S’équiper pour le traitement des dossiers
La masse d’informations à traiter représente un second danger. Le plus fort impact de la crise pourrait bien avoir lieu, lorsque les entreprises ayant effectué des prêts au début de la crise (dès mars) vont commencer à les amortir au printemps 2021. Pour les banques ayant consenti un nombre important de PGE, il faudra anticiper la gestion d’une grande quantité de dossiers, probablement complexes, avec des possibilités de rentrées moindres. Mal préparés, certains établissements bancaires pourraient alors subir des pertes financières importantes. Cette possibilité doit les encourager à mettre en œuvre des outils pérennes dans le domaine du risk management et du recouvrement.
Préparer les banques au risque
Comme tout outil financier réglementé, le PGE nécessite une expertise spécifique. Lors de son développement, l’accent a été mis sur son déploiement rapide. Les banques n’ont donc pas eu le temps d’adapter leurs systèmes traditionnels. Celles déjà dimensionnées et équipées pour gérer de grandes quantités de prêts auprès des entreprises devront simplement réaliser des ajustements. Mais pour toutes, les impacts sur les processus et systèmes internes se feront selon trois axes :
- L’analyse du risque devra prendre en compte le fait que certaines entreprises vont sortir des schémas classiques en cumulant plusieurs dispositifs d’aide en plus du PGE : report du paiement des charges sociales, décalage de l’échéancier d’emprunts…

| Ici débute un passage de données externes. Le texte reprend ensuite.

//! Element Registry
//!
//! Maps element names to definitions. Re-registering a name replaces the
//! previous definition. When a node matches both a plain tag definition and
//! an `is=` extension, the most recently registered one wins.

use std::collections::HashMap;
use std::rc::Rc;

use cel_dom::{DomTree, NodeId};

use crate::{Definition, DefinitionConfig, LifecycleError, Result};

/// Element definitions keyed by name
#[derive(Debug, Default)]
pub struct Registry {
    definitions: HashMap<String, Rc<Definition>>,
    next_sequence: u64,
}

impl Registry {
    pub fn new() -> Self {
        Self::default()
    }

    /// Add or replace the definition for `name`
    pub fn register(&mut self, name: &str, config: DefinitionConfig) -> Result<Rc<Definition>> {
        Self::validate_name(name)?;

        self.next_sequence += 1;
        let definition = Rc::new(Definition::new(name, self.next_sequence, config));
        if let Some(previous) = self
            .definitions
            .insert(name.to_string(), Rc::clone(&definition))
        {
            tracing::warn!(
                "Replacing definition #{} for <{}> with #{}",
                previous.sequence(),
                name,
                definition.sequence()
            );
        }
        Ok(definition)
    }

    /// Get element definition by name
    pub fn get(&self, name: &str) -> Option<&Rc<Definition>> {
        self.definitions.get(name)
    }

    /// Check if element is defined
    pub fn is_defined(&self, name: &str) -> bool {
        self.definitions.contains_key(name)
    }

    pub fn len(&self) -> usize {
        self.definitions.len()
    }

    pub fn is_empty(&self) -> bool {
        self.definitions.is_empty()
    }

    /// Definition matching a node, if any. Nodes without a tag name never
    /// match.
    pub fn lookup(&self, tree: &DomTree, node: NodeId) -> Option<Rc<Definition>> {
        let tag = tree.tag_name(node)?;
        let by_tag = self
            .definitions
            .get(tag)
            .filter(|def| def.matches(tag, None));
        let by_is = tree
            .get_attribute(node, "is")
            .and_then(|is| self.definitions.get(is).filter(|def| def.matches(tag, Some(is))));

        match (by_tag, by_is) {
            (Some(a), Some(b)) if a.sequence() > b.sequence() => Some(Rc::clone(a)),
            (_, Some(b)) => Some(Rc::clone(b)),
            (a, None) => a.cloned(),
        }
    }

    /// Validate custom element name
    pub fn is_valid_name(name: &str) -> bool {
        Self::validate_name(name).is_ok()
    }

    fn validate_name(name: &str) -> Result<()> {
        let invalid = |reason| {
            Err(LifecycleError::InvalidName {
                name: name.to_string(),
                reason,
            })
        };

        // Must contain a hyphen
        if !name.contains('-') {
            return invalid("must contain a hyphen");
        }

        // Must start with lowercase ASCII
        if !name.starts_with(|c: char| c.is_ascii_lowercase()) {
            return invalid("must start with a lowercase ASCII letter");
        }

        const RESERVED: &[&str] = &[
            "annotation-xml",
            "color-profile",
            "font-face",
            "font-face-src",
            "font-face-uri",
            "font-face-format",
            "font-face-name",
            "missing-glyph",
        ];
        if RESERVED.contains(&name) {
            return invalid("reserved element name");
        }

        if !name
            .chars()
            .all(|c| c.is_ascii_lowercase() || c.is_ascii_digit() || matches!(c, '-' | '_' | '.'))
        {
            return invalid("may only contain lowercase letters, digits, '-', '_' and '.'");
        }

        Ok(())
    }
}

#[cfg(test)]
mod tests {
    use super::*;
    use cel_dom::{Document, Namespace};

    #[test]
    fn test_valid_names() {
        assert!(Registry::is_valid_name("my-element"));
        assert!(Registry::is_valid_name("app-header"));
        assert!(Registry::is_valid_name("x-foo-bar"));
        assert!(!Registry::is_valid_name("myelement")); // no hyphen
        assert!(!Registry::is_valid_name("My-Element")); // uppercase
        assert!(!Registry::is_valid_name("my-Element")); // uppercase later
        assert!(!Registry::is_valid_name("1-element")); // starts with number
        assert!(!Registry::is_valid_name("font-face")); // reserved
    }

    #[test]
    fn test_register_replaces() {
        let mut registry = Registry::new();
        let first = registry.register("my-element", DefinitionConfig::new()).unwrap();
        let second = registry.register("my-element", DefinitionConfig::new()).unwrap();

        assert_eq!(registry.len(), 1);
        assert!(second.sequence() > first.sequence());
        assert!(Rc::ptr_eq(registry.get("my-element").unwrap(), &second));
    }

    #[test]
    fn test_register_rejects_invalid_name() {
        let mut registry = Registry::new();
        let err = registry.register("nohyphen", DefinitionConfig::new()).unwrap_err();
        assert!(matches!(err, LifecycleError::InvalidName { .. }));
        assert!(registry.is_empty());
    }

    #[test]
    fn test_lookup_by_tag_and_is() {
        let mut registry = Registry::new();
        registry.register("x-plain", DefinitionConfig::new()).unwrap();
        registry
            .register("x-shape", DefinitionConfig::new().extends("path").namespace(Namespace::Svg))
            .unwrap();

        let mut doc = Document::new();
        let plain = doc.create_element("x-plain");
        let path = doc.create_element_ns(Namespace::Svg, "path");
        doc.set_attribute(path, "is", "x-shape").unwrap();
        let circle = doc.create_element_ns(Namespace::Svg, "circle");
        doc.set_attribute(circle, "is", "x-shape").unwrap();

        assert_eq!(registry.lookup(doc.tree(), plain).unwrap().name(), "x-plain");
        assert_eq!(registry.lookup(doc.tree(), path).unwrap().name(), "x-shape");
        assert!(registry.lookup(doc.tree(), circle).is_none());

        let text = doc.create_text("x-plain");
        assert!(registry.lookup(doc.tree(), text).is_none());
    }

    #[test]
    fn test_lookup_precedence_latest_wins() {
        let mut registry = Registry::new();
        registry.register("x-base", DefinitionConfig::new()).unwrap();
        registry
            .register("x-ext", DefinitionConfig::new().extends("x-base"))
            .unwrap();

        let mut doc = Document::new();
        let node = doc.create_element("x-base");
        doc.set_attribute(node, "is", "x-ext").unwrap();
        assert_eq!(registry.lookup(doc.tree(), node).unwrap().name(), "x-ext");

        // Re-registering the tag definition makes it the newest
        registry.register("x-base", DefinitionConfig::new()).unwrap();
        assert_eq!(registry.lookup(doc.tree(), node).unwrap().name(), "x-base");
    }

    #[test]
    fn test_masked_tag_never_matches() {
        let mut registry = Registry::new();
        registry.register("x-plain", DefinitionConfig::new()).unwrap();
        let mut doc = Document::new();
        let node = doc.create_element("x-plain");
        doc.mask_tag_name(node);
        assert!(registry.lookup(doc.tree(), node).is_none());
    }
}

- Il faudra procéder à un reporting spécifique auprès de la Bpi et mettre en place des procédures particulières de traitement notamment des rejets.

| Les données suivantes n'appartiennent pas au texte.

//! Ignored subtree detection

use cel_dom::{DomTree, NodeData, NodeId};

/// Nearest inclusive ancestor carrying `attribute`. The climb stops at the
/// document and at fragment boundaries.
pub fn closest_ignored(tree: &DomTree, node: NodeId, attribute: &str) -> Option<NodeId> {
    let mut current = node;
    while let Some(n) = tree.get(current) {
        if n.is_fragment() || matches!(n.data, NodeData::Document) {
            return None;
        }
        if tree.has_attribute(current, attribute) {
            return Some(current);
        }
        current = n.parent;
    }
    None
}

pub fn is_ignored(tree: &DomTree, node: NodeId, attribute: &str) -> bool {
    closest_ignored(tree, node, attribute).is_some()
}

#[cfg(test)]
mod tests {
    use super::*;
    use cel_dom::Document;

    const IGNORE: &str = "data-cel-ignore";

    #[test]
    fn test_ignored_ancestor() {
        let mut doc = Document::new();
        let body = doc.body();
        let skipped = doc.create_element("div");
        let inner = doc.create_element("span");
        doc.append_child(body, skipped).unwrap();
        doc.append_child(skipped, inner).unwrap();
        doc.set_attribute(skipped, IGNORE, "").unwrap();

        assert_eq!(closest_ignored(doc.tree(), inner, IGNORE), Some(skipped));
        assert!(is_ignored(doc.tree(), skipped, IGNORE));
        assert!(!is_ignored(doc.tree(), body, IGNORE));
    }

    #[test]
    fn test_fragment_is_a_boundary() {
        let mut doc = Document::new();
        let frag = doc.create_document_fragment();
        let inner = doc.create_element("span");
        doc.append_child(frag, inner).unwrap();
        assert!(!is_ignored(doc.tree(), inner, IGNORE));
    }

    #[test]
    fn test_detached_and_stale_nodes() {
        let mut doc = Document::new();
        let div = doc.create_element("div");
        assert!(!is_ignored(doc.tree(), div, IGNORE));
        doc.destroy(div).unwrap();
        assert!(!is_ignored(doc.tree(), div, IGNORE));
        assert!(!is_ignored(doc.tree(), NodeId::NONE, IGNORE));
    }
}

- En ce qui concerne le recouvrement, les collaborateurs chargés du suivi des PGE peuvent être ralentis par des logiciels inadaptés au volume et à la complexité de ces prêts. Dans l’urgence, ils devront, tant bien que mal, adapter des procédés issus de la gestion des prêts aux particuliers, ou encore des tableurs, pour gérer l’afflux de données.
Comment se préparer ?
Etre accompagné d’un partenaire technologique est important car il sera à même de conseiller sur les évolutions du marché, mais aussi sur les outils de pilotage spécifiques. Il existe effectivement des outils qui facilitent toutes les gestions associées au risque et qui permettent d’optimiser le recouvrement grâce à des processus automatisés : rappel des dates clés et des actions à mener, possibilité d’accéder aux informations que possède la banque sur son client pour agir efficacement avec des relances et solutions spécifiques, production automatique des reporting réglementaires et internes… Reste, concernant les petites et moyennes entreprises, la nécessité d’anticiper la reprise des paiements des intérêts et des cotisations sociales.